Retype the entries below without any change.
*** Data records Section Begins ***
//! Embedding client for an OpenAI-compatible `/v1/embeddings` endpoint
//! (text-embeddings-inference, vLLM, OpenAI itself, ...).

use std::time::Duration;

use async_trait::async_trait;
use reqwest::Client;
use serde::{Deserialize, Serialize};
use tracing::debug;

use crate::nlp::http::{build_client, send_json, RetryPolicy};
use crate::nlp::{Embedder, NlpError};

#[derive(Debug, Serialize)]
struct EmbeddingRequest<'a> {
    model: &'a str,
    input: &'a [String],
}

#[derive(Debug, Deserialize)]
struct EmbeddingResponse {
    data: Vec<EmbeddingData>,
}

#[derive(Debug, Deserialize)]
struct EmbeddingData {
    #[serde(default)]
    index: usize,
    embedding: Vec<f32>,
}

pub struct RemoteEmbedder {
    client: Client,
    endpoint: String,
    api_key: Option<String>,
    model: String,
    retry: RetryPolicy,
}

impl RemoteEmbedder {
    pub fn new(api_url: &str, api_key: Option<String>, model: String) -> Result<Self, NlpError> {
        Ok(Self {
            client: build_client(Duration::from_secs(30))?,
            endpoint: format!("{}/v1/embeddings", api_url.trim_end_matches('/')),
            api_key,
            model,
            retry: RetryPolicy::default(),
        })
    }

    #[cfg(test)]
    fn with_retry(mut self, retry: RetryPolicy) -> Self {
        self.retry = retry;
        self
    }
}

#[async_trait]
impl Embedder for RemoteEmbedder {
    fn name(&self) -> &str {
        &self.model
    }

    async fn embed(&self, texts: &[String]) -> Result<Vec<Vec<f32>>, NlpError> {
        let body = EmbeddingRequest {
            model: &self.model,
            input: texts,
        };

        let response: EmbeddingResponse = send_json("Embedding API", self.retry, || {
            let request = self.client.post(&self.endpoint).json(&body);
            match &self.api_key {
                Some(key) => request.bearer_auth(key),
                None => request,
            }
        })
        .await?;

        debug!(
            "Embedding call succeeded: model={}, inputs={}",
            self.model,
            texts.len()
        );

        into_ordered_vectors(response, texts.len())
    }
}

/// Restores input order (servers may return `data` unordered) and checks that
/// exactly one vector came back per input.
fn into_ordered_vectors(
    mut response: EmbeddingResponse,
    expected: usize,
) -> Result<Vec<Vec<f32>>, NlpError> {
    if response.data.len() != expected {
        return Err(NlpError::EmbeddingCount {
            expected,
            got: response.data.len(),
        });
    }
    response.data.sort_by_key(|d| d.index);
    Ok(response.data.into_iter().map(|d| d.embedding).collect())
}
*** Data records Section Ends ***
Answer section:
//! Embedding client for an OpenAI-compatible `/v1/embeddings` endpoint
//! (text-embeddings-inference, vLLM, OpenAI itself, ...).

use std::time::Duration;

use async_trait::async_trait;
use reqwest::Client;
use serde::{Deserialize, Serialize};
use tracing::debug;

use crate::nlp::http::{build_client, send_json, RetryPolicy};
use crate::nlp::{Embedder, NlpError};

#[derive(Debug, Serialize)]
struct EmbeddingRequest<'a> {
    model: &'a str,
    input: &'a [String],
}

#[derive(Debug, Deserialize)]
struct EmbeddingResponse {
    data: Vec<EmbeddingData>,
}

#[derive(Debug, Deserialize)]
struct EmbeddingData {
    #[serde(default)]
    index: usize,
    embedding: Vec<f32>,
}

pub struct RemoteEmbedder {
    client: Client,
    endpoint: String,
    api_key: Option<String>,
    model: String,
    retry: RetryPolicy,
}

impl RemoteEmbedder {
    pub fn new(api_url: &str, api_key: Option<String>, model: String) -> Result<Self, NlpError> {
        Ok(Self {
            client: build_client(Duration::from_secs(30))?,
            endpoint: format!("{}/v1/embeddings", api_url.trim_end_matches('/')),
            api_key,
            model,
            retry: RetryPolicy::default(),
        })
    }

    #[cfg(test)]
    fn with_retry(mut self, retry: RetryPolicy) -> Self {
        self.retry = retry;
        self
    }
}

#[async_trait]
impl Embedder for RemoteEmbedder {
    fn name(&self) -> &str {
        &self.model
    }

    async fn embed(&self, texts: &[String]) -> Result<Vec<Vec<f32>>, NlpError> {
        let body = EmbeddingRequest {
            model: &self.model,
            input: texts,
        };

        let response: EmbeddingResponse = send_json("Embedding API", self.retry, || {
            let request = self.client.post(&self.endpoint).json(&body);
            match &self.api_key {
                Some(key) => request.bearer_auth(key),
                None => request,
            }
        })
        .await?;

        debug!(
            "Embedding call succeeded: model={}, inputs={}",
            self.model,
            texts.len()
        );

        into_ordered_vectors(response, texts.len())
    }
}

/// Restores input order (servers may return `data` unordered) and checks that
/// exactly one vector came back per input.
fn into_ordered_vectors(
    mut response: EmbeddingResponse,
    expected: usize,
) -> Result<Vec<Vec<f32>>, NlpError> {
    if response.data.len() != expected {
        return Err(NlpError::EmbeddingCount {
            expected,
            got: response.data.len(),
        });
    }
    response.data.sort_by_key(|d| d.index);
    Ok(response.data.into_iter().map(|d| d.embedding).collect())
}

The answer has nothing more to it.